Come è noto, da lunedì gli operai della Ginori di Sesto Fiorentino sono in occupazione, dopo che il tribunale ha annunciato il fallimento del gruppo. Sotto trovate un messaggio da parte del Coordinamento 20 Maggio su cui a partire da domani raccoglieremo adesioni e firme nelle aziende. Non è solo un messaggio di solidarietà, ma un testo che vuole porre il problema politico e sindacale a tutti i soggetti esterni alla Ginori di imbastire una mobilitazione territoriale, che comprenda anche lo sciopero generale territoriale. Attendiamo adesioni, osservazioni e firme.
Uniti siamo tutto, divisi siamo nulla
Coordinamento 20 Maggio

Tutti per la Ginori, la Ginori per tutti
Il tribunale ha dichiarato il fallimento della Ginori. Un fatto strano e clamoroso se si considera che Ginori aveva già trovato un compratore e che i primi operai erano già pronti a rientrare in produzione. Ma al di là di ogni ipotesi su quanto accaduto, ciò che vogliamo affermare è che ciò che è fallito è il gruppo imprenditoriale che possedeva Ginori.
Ma la Ginori sono i suoi lavoratori e lavoratrici, sono le loro famiglie. E’ il territorio. E gli operai Ginori oggi sono ancora in campo. Dopo la notizia del fallimento, hanno immediatamente occupato l’azienda. Un’azione fondamentale per rimarcare la difesa ad oltranza dello stabilimento produttivo di Sesto. La Ginori diventa così una vertenza chiave per tutti noi. La chiusura dell’azienda inciderebbe su tutto il territorio. Viceversa una vittoria degli operai Ginori diventerebbe un esempio per tutti coloro che oggi combattono contro crisi economica, licenziamenti, disoccupazione. Sarebbe la dimostrazione che la lotta, il protagonismo e la compattezza dei lavoratori è l’unica reale risposta alla crisi e agli attacchi che tutti noi subiamo. Alla Ginori la maggioranza dei lavoratori è iscritto ai Cobas. E sono i Cobas la struttura che sta portando avanti in maniera più determinata la difesa dei posti di lavoro. Ma indipendentemente dalla propria appartenenza sindacale, ogni lavoratore deve adoperarsi perché questa lotta vinca. La solidarietà astratta non è però sufficiente. È necessario chiedere che ogni soggetto sociale metta in campo tutte le sue forze per impedire la chiusura della fabbrica, a partire dalle organizzazioni sindacali. La questione dovrebbe essere posta in ogni assemblea sindacale, andrebbero formati comitati di solidarietà, aperta una cassa di resistenza, per preparare e arrivare a uno sciopero generale territoriale. Il messaggio da lanciare a chiunque voglia speculare
sulla Ginori è questo: mettevi l’animo in pace, la Ginori non vi appartiene.

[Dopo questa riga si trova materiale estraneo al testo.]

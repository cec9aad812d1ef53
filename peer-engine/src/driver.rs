//! mio-based UDP driver for the peer engine
//!
//! Owns the socket, the poll loop slice, and the collaborators, and
//! shuttles between them and the sans-io state machine:
//!
//! ```text
//!   socket readable ──► engine.handle_datagram
//!   poll timeout    ──► engine.handle_timeout
//!   transport event ──► engine.handle_stream_*
//!   session event   ──► engine.handle_session_*
//!
//!   engine command  ──► send_to / transport / session factory
//!   engine event    ──► DriverEvent for the caller
//! ```
//!
//! The driver is cooperative rather than a captive loop: each
//! `poll_once` call runs one poll cycle and returns the events it
//! produced, so callers embed it in their own loop.

use std::io;
use std::net::SocketAddr;
use std::time::{Duration, Instant};

use mio::net::UdpSocket;
use mio::{Events, Interest, Poll, Token};

use punch_proto::{Strategy, MAX_DATAGRAM_SIZE};

use crate::engine::{Command, EngineError, Event, PeerConfig, PeerEngine};
use crate::transport::{PeerSession, SessionEvent, SessionFactory, StreamEvent, StreamTransport};

// ============================================================================
// Constants
// ============================================================================

/// mio token for the punched UDP socket
const SOCKET_TOKEN: Token = Token(0);

// ============================================================================
// Driver Events
// ============================================================================

/// Which path produced the established connection
#[derive(Debug, Clone, Copy, PartialEq, Eq)]
pub enum PeerConnection {
    /// Raw punch: the stream transport holds the connection
    Direct,
    /// Signaling relay: the negotiation session holds the connection
    Negotiated,
}

/// Outcome surfaced by one `poll_once` cycle
#[derive(Debug, Clone, PartialEq)]
pub enum DriverEvent {
    /// The connection to the remote peer is usable
    Connected(PeerConnection),
    /// Negotiation failed terminally
    Failed(EngineError),
}

// ============================================================================
// Driver
// ============================================================================

/// Runs a `PeerEngine` over a real UDP socket.
pub struct PeerDriver<T, F>
where
    T: StreamTransport,
    F: SessionFactory,
{
    engine: PeerEngine,
    poll: Poll,
    socket: Option<UdpSocket>,
    transport: T,
    factory: F,
    session: Option<F::Session>,
    recv_buf: Vec<u8>,
}

impl<T, F> PeerDriver<T, F>
where
    T: StreamTransport,
    F: SessionFactory,
{
    pub fn new(config: PeerConfig, transport: T, factory: F) -> Result<Self, DriverError> {
        let engine = PeerEngine::new(config)?;
        let poll = Poll::new()?;

        Ok(PeerDriver {
            engine,
            poll,
            socket: None,
            transport,
            factory,
            session: None,
            recv_buf: vec![0u8; MAX_DATAGRAM_SIZE],
        })
    }

    /// The engine, for state inspection
    pub fn engine(&self) -> &PeerEngine {
        &self.engine
    }

    /// Locally bound address once `listen` has run
    pub fn local_addr(&self) -> Option<SocketAddr> {
        self.engine.local_addr()
    }

    /// Bind the UDP socket and start registering with the rendezvous
    /// server. The stream transport (if any) shares this socket's port.
    pub fn listen(&mut self, bind: SocketAddr) -> Result<SocketAddr, DriverError> {
        let mut socket = UdpSocket::bind(bind)?;
        let local = socket.local_addr()?;

        self.poll
            .registry()
            .register(&mut socket, SOCKET_TOKEN, Interest::READABLE)?;
        self.socket = Some(socket);

        self.engine.listen(local, Instant::now());
        self.pump()?;
        Ok(local)
    }

    /// Request a connection to the named remote peer.
    pub fn get_connection_with(&mut self, remote_id: &str) -> Result<(), DriverError> {
        self.engine.get_connection_with(remote_id, Instant::now());
        self.pump()
    }

    /// Run one poll cycle: wait for socket readiness or the next engine
    /// deadline (bounded by `max_wait`), feed everything into the
    /// engine, execute its commands, and return the events produced.
    pub fn poll_once(&mut self, max_wait: Option<Duration>) -> Result<Vec<DriverEvent>, DriverError> {
        let now = Instant::now();
        let engine_wait = self
            .engine
            .poll_timeout()
            .map(|deadline| deadline.saturating_duration_since(now));
        let timeout = match (engine_wait, max_wait) {
            (Some(a), Some(b)) => Some(a.min(b)),
            (Some(a), None) => Some(a),
            (None, b) => b,
        };

        let mut events = Events::with_capacity(16);
        match self.poll.poll(&mut events, timeout) {
            Ok(()) => {}
            Err(e) if e.kind() == io::ErrorKind::Interrupted => {}
            Err(e) => return Err(e.into()),
        }

        for event in events.iter() {
            if event.token() == SOCKET_TOKEN {
                self.read_socket()?;
            }
        }

        self.engine.handle_timeout(Instant::now());
        self.pump()?;

        let strategy = self.engine.strategy();
        let mut out = Vec::new();
        while let Some(event) = self.engine.poll_event() {
            out.push(match event {
                Event::Connected => DriverEvent::Connected(match strategy {
                    Strategy::RawPunch => PeerConnection::Direct,
                    Strategy::SignalingRelay => PeerConnection::Negotiated,
                }),
                Event::Error(e) => DriverEvent::Failed(e),
            });
        }
        Ok(out)
    }

    // ------------------------------------------------------------------
    // Internals
    // ------------------------------------------------------------------

    fn read_socket(&mut self) -> Result<(), DriverError> {
        let socket = match self.socket.as_ref() {
            Some(socket) => socket,
            None => return Ok(()),
        };

        loop {
            let (len, from) = match socket.recv_from(&mut self.recv_buf) {
                Ok(v) => v,
                Err(e) if e.kind() == io::ErrorKind::WouldBlock => break,
                // Socket-fatal: close and surface; the caller decides
                // whether to rebuild the driver.
                Err(e) => {
                    log::error!("Socket receive failed: {}", e);
                    self.socket = None;
                    return Err(e.into());
                }
            };

            let payload = self.recv_buf[..len].to_vec();
            self.engine.handle_datagram(&payload, from, Instant::now());
        }

        Ok(())
    }

    /// Feed collaborator events into the engine and execute its
    /// commands, until a full pass moves nothing. Executing a command
    /// may synchronously produce a collaborator event, hence the loop.
    fn pump(&mut self) -> Result<(), DriverError> {
        loop {
            let mut moved = false;

            while let Some(event) = self.transport.poll_event() {
                moved = true;
                match event {
                    StreamEvent::Connected => self.engine.handle_stream_connected(),
                    StreamEvent::ConnectFailed(reason) => {
                        self.engine.handle_stream_connect_failed(&reason)
                    }
                    StreamEvent::Data(data) => self.engine.handle_stream_data(&data),
                }
            }

            if let Some(session) = self.session.as_mut() {
                while let Some(event) = session.poll_event() {
                    moved = true;
                    match event {
                        SessionEvent::Signal(payload) => self.engine.handle_session_signal(payload),
                        SessionEvent::Connected => self.engine.handle_session_connected(),
                        SessionEvent::Error(e) => self.engine.handle_session_error(e),
                    }
                }
            }

            while let Some(command) = self.engine.poll_command() {
                moved = true;
                self.execute(command)?;
            }

            if !moved {
                return Ok(());
            }
        }
    }

    fn execute(&mut self, command: Command) -> Result<(), DriverError> {
        match command {
            Command::Send { payload, to } => {
                if let Some(socket) = self.socket.as_ref() {
                    match socket.send_to(&payload, to) {
                        Ok(_) => {}
                        Err(e) if e.kind() == io::ErrorKind::WouldBlock => {
                            // Dropped like any lost datagram; the retry
                            // timers resend.
                            log::debug!("Send to {} would block, dropping", to);
                        }
                        Err(e) => log::warn!("Failed to send to {}: {}", to, e),
                    }
                }
            }
            Command::AcceptStreams => {
                if let Err(e) = self.transport.accept() {
                    log::error!("Stream accept failed: {}", e);
                }
            }
            Command::ConnectStream { to } => {
                if let Err(e) = self.transport.connect(to) {
                    self.engine.handle_stream_connect_failed(&e.to_string());
                }
            }
            Command::StreamWrite { data } => {
                if let Err(e) = self.transport.write(&data) {
                    log::error!("Stream write failed: {}", e);
                }
            }
            Command::CreateSession { initiator } => {
                self.session = Some(self.factory.create(initiator));
            }
            Command::DeliverSignal { payload } => match self.session.as_mut() {
                Some(session) => session.signal(payload),
                None => log::error!("Signal delivery with no active session"),
            },
        }
        Ok(())
    }
}

// ============================================================================
// Errors
// ============================================================================

/// Driver construction or I/O failure
#[derive(Debug)]
pub enum DriverError {
    Io(io::Error),
    Endpoint(punch_proto::EndpointError),
}

impl std::fmt::Display for DriverError {
    fn fmt(&self, f: &mut std::fmt::Formatter<'_>) -> std::fmt::Result {
        match self {
            DriverError::Io(e) => write!(f, "I/O error: {}", e),
            DriverError::Endpoint(e) => write!(f, "Endpoint error: {}", e),
        }
    }
}

impl std::error::Error for DriverError {}

impl From<io::Error> for DriverError {
    fn from(e: io::Error) -> Self {
        DriverError::Io(e)
    }
}

impl From<punch_proto::EndpointError> for DriverError {
    fn from(e: punch_proto::EndpointError) -> Self {
        DriverError::Endpoint(e)
    }
}

// ============================================================================
// Null collaborators
// ============================================================================

/// Stream transport for drivers that only use the relay strategy
pub struct NoStreams;

impl StreamTransport for NoStreams {
    fn accept(&mut self) -> io::Result<()> {
        Err(io::Error::new(io::ErrorKind::Unsupported, "no stream transport"))
    }

    fn connect(&mut self, _to: SocketAddr) -> io::Result<()> {
        Err(io::Error::new(io::ErrorKind::Unsupported, "no stream transport"))
    }

    fn write(&mut self, _data: &[u8]) -> io::Result<()> {
        Err(io::Error::new(io::ErrorKind::Unsupported, "no stream transport"))
    }

    fn poll_event(&mut self) -> Option<StreamEvent> {
        None
    }
}

/// Session factory for drivers that only use the raw-punch strategy
pub struct NoSessions;

/// Placeholder session; `NoSessions` never constructs one at runtime
pub struct NoSession;

impl PeerSession for NoSession {
    fn signal(&mut self, _payload: serde_json::Value) {}

    fn poll_event(&mut self) -> Option<SessionEvent> {
        None
    }
}

impl SessionFactory for NoSessions {
    type Session = NoSession;

    fn create(&mut self, _initiator: bool) -> NoSession {
        log::error!("Session requested but no session factory configured");
        NoSession
    }
}

// ============================================================================
// Tests
// ============================================================================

Appartiene ai suoi lavoratori e alle sue lavoratrici e a loro fianco il territorio ne impedirà la chiusura. Attorno alla Ginori, devono così trovare motivo d’unione tutti coloro che oggi lottano contro precarietà, licenziamenti, sfruttamento.
Tutti per la difesa della Ginori, la difesa della Ginori per tutti

“La Ginori deve vivere”: con questo striscione i lavoratori della nota azienda ora in crisi hanno sfilato a Sesto Fiorentino. Erano almeno duemila persone, che così hanno voluto esprimere tutta la loro preoccupazione per una ditta storica sull’orlo del baratro e per i loro posti di lavoro, mai come ora in bilico. L’assessore regionale Simoncini ha manifestato insieme agli operai. ”La Richard Ginori deve vivere – dice l’assessore – In questa direzione che, fin dall’inizio, la Regione si è mossa e sta continuando anche in questi giorni a lavorare, per assicurare continuità produttiva e occupazione a un pezzo importante della storia industriale toscana e italiana che, come più volte ribadito, è indissolubilmente legata a questo territorio e qui deve restare”.